== Work required ==
Copy each line containing "started" from the listing below.

== Record extracts ==
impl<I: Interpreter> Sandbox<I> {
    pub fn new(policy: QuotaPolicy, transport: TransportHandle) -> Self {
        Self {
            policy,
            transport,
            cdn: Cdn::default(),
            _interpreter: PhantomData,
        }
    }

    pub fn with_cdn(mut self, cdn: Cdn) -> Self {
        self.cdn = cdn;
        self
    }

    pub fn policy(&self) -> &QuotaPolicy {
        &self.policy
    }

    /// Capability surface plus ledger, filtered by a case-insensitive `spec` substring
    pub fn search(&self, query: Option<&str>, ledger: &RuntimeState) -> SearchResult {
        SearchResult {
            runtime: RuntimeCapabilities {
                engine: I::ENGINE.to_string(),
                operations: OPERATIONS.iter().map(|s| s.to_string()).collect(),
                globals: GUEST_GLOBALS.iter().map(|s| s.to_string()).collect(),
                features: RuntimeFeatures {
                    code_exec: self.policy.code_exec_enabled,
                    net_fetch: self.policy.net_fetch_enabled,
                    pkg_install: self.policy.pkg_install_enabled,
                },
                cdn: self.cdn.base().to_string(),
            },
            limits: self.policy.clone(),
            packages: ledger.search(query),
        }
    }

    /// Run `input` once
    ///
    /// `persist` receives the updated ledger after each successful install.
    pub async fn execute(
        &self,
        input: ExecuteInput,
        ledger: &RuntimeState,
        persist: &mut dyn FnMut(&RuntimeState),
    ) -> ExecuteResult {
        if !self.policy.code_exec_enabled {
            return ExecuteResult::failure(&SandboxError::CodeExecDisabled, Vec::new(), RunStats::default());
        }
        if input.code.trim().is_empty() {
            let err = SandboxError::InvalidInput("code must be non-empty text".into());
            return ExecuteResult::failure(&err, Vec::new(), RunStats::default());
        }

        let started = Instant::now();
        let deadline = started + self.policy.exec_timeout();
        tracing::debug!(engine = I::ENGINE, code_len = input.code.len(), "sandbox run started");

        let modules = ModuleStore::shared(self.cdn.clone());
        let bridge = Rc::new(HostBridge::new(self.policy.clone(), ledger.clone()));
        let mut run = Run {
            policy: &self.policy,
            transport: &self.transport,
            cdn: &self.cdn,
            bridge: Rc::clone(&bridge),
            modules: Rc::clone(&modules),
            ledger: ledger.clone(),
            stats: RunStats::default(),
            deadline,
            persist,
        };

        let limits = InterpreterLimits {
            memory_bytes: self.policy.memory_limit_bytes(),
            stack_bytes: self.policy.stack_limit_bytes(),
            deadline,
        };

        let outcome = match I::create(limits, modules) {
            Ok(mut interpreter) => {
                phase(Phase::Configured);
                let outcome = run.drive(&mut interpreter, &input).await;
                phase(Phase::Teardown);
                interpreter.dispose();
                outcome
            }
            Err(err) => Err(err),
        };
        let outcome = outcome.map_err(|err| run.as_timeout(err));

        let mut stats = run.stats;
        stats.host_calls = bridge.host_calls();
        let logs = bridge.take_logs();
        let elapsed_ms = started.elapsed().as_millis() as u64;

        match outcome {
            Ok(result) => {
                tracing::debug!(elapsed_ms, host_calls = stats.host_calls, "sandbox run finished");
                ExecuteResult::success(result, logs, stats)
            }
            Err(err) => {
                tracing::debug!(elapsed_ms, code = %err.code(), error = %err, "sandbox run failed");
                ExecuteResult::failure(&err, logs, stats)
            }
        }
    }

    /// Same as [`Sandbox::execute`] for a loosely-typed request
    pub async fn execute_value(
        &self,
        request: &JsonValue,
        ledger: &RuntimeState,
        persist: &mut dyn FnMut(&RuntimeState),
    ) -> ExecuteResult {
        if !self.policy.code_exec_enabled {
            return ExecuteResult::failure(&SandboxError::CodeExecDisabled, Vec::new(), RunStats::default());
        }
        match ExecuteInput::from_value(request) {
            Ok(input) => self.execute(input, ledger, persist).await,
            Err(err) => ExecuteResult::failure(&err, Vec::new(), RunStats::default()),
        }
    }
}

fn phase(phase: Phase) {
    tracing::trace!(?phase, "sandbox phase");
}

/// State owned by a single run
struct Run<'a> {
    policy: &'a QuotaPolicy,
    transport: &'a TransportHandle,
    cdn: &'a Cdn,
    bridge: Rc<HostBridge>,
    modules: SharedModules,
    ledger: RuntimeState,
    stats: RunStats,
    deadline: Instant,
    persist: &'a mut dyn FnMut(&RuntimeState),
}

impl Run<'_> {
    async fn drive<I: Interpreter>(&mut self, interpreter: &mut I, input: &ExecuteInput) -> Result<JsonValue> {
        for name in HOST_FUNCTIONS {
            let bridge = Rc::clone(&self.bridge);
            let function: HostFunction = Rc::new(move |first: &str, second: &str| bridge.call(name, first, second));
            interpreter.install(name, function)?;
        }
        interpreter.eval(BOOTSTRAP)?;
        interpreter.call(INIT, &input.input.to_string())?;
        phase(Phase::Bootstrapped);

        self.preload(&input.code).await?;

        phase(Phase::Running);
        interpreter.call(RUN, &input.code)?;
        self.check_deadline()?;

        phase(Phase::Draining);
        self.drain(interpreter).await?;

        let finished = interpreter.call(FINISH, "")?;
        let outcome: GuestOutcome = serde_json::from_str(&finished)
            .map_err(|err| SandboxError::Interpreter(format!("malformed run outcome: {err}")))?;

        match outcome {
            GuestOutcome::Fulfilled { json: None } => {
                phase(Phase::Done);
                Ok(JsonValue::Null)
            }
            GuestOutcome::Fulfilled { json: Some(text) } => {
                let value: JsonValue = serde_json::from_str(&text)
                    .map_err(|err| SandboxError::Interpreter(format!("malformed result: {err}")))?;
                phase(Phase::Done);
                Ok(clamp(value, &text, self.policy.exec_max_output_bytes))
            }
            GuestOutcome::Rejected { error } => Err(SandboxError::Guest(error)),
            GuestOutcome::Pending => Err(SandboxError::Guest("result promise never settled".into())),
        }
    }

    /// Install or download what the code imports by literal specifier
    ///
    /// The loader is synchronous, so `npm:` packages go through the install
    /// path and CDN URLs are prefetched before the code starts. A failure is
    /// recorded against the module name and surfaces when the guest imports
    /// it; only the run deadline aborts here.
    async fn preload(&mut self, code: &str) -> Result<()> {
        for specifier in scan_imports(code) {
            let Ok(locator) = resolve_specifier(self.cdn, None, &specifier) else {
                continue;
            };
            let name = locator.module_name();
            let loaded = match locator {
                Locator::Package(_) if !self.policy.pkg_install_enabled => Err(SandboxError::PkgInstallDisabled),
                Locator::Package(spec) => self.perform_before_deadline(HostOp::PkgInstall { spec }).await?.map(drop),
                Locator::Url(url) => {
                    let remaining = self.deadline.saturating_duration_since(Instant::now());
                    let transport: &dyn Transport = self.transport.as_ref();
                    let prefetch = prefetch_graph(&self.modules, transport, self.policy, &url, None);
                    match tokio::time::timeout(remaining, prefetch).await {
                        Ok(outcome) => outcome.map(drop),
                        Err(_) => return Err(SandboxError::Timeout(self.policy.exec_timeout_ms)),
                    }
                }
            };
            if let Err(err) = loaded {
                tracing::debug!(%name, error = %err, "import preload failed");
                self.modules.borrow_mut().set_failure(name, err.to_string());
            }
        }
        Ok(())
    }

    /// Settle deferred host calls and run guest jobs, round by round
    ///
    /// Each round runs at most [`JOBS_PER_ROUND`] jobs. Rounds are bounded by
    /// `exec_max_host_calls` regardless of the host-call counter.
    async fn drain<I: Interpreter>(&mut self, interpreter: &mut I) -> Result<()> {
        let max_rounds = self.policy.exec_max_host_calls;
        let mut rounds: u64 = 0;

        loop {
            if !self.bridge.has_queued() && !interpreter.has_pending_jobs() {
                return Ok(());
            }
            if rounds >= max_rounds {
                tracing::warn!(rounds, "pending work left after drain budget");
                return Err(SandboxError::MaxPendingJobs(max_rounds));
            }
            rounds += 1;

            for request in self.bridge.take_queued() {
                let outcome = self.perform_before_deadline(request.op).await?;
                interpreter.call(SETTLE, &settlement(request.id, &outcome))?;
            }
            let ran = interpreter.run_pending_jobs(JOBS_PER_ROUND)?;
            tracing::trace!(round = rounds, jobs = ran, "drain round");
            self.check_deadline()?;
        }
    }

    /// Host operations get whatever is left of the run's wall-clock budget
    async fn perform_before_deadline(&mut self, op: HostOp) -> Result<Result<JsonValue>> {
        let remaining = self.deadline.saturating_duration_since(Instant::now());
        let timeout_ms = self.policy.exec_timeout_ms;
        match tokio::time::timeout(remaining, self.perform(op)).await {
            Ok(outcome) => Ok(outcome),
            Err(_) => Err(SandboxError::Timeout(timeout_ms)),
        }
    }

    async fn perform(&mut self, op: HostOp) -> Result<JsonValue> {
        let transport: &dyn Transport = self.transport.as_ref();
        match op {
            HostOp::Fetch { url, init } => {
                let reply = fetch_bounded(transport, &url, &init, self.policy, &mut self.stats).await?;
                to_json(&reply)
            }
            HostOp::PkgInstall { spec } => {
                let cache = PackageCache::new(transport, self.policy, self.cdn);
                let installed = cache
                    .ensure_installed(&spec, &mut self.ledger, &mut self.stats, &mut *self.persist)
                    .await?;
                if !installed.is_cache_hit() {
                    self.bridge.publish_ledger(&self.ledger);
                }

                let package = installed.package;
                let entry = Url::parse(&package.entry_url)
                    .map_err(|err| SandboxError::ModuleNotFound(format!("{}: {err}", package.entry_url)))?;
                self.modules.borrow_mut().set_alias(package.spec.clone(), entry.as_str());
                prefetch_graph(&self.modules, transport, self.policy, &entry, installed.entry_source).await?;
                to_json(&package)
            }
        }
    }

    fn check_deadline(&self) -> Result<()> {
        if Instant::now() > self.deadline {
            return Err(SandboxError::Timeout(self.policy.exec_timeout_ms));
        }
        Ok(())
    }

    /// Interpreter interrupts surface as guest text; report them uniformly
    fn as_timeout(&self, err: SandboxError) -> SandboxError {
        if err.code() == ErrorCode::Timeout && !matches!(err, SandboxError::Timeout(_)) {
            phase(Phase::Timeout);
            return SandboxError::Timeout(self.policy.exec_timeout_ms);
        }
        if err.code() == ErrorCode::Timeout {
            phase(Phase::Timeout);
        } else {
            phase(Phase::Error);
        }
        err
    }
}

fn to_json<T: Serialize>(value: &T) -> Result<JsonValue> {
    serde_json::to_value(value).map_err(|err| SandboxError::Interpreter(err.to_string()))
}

== Response ==
        let started = Instant::now();
        let deadline = started + self.policy.exec_timeout();
        tracing::debug!(engine = I::ENGINE, code_len = input.code.len(), "sandbox run started");
        let elapsed_ms = started.elapsed().as_millis() as u64;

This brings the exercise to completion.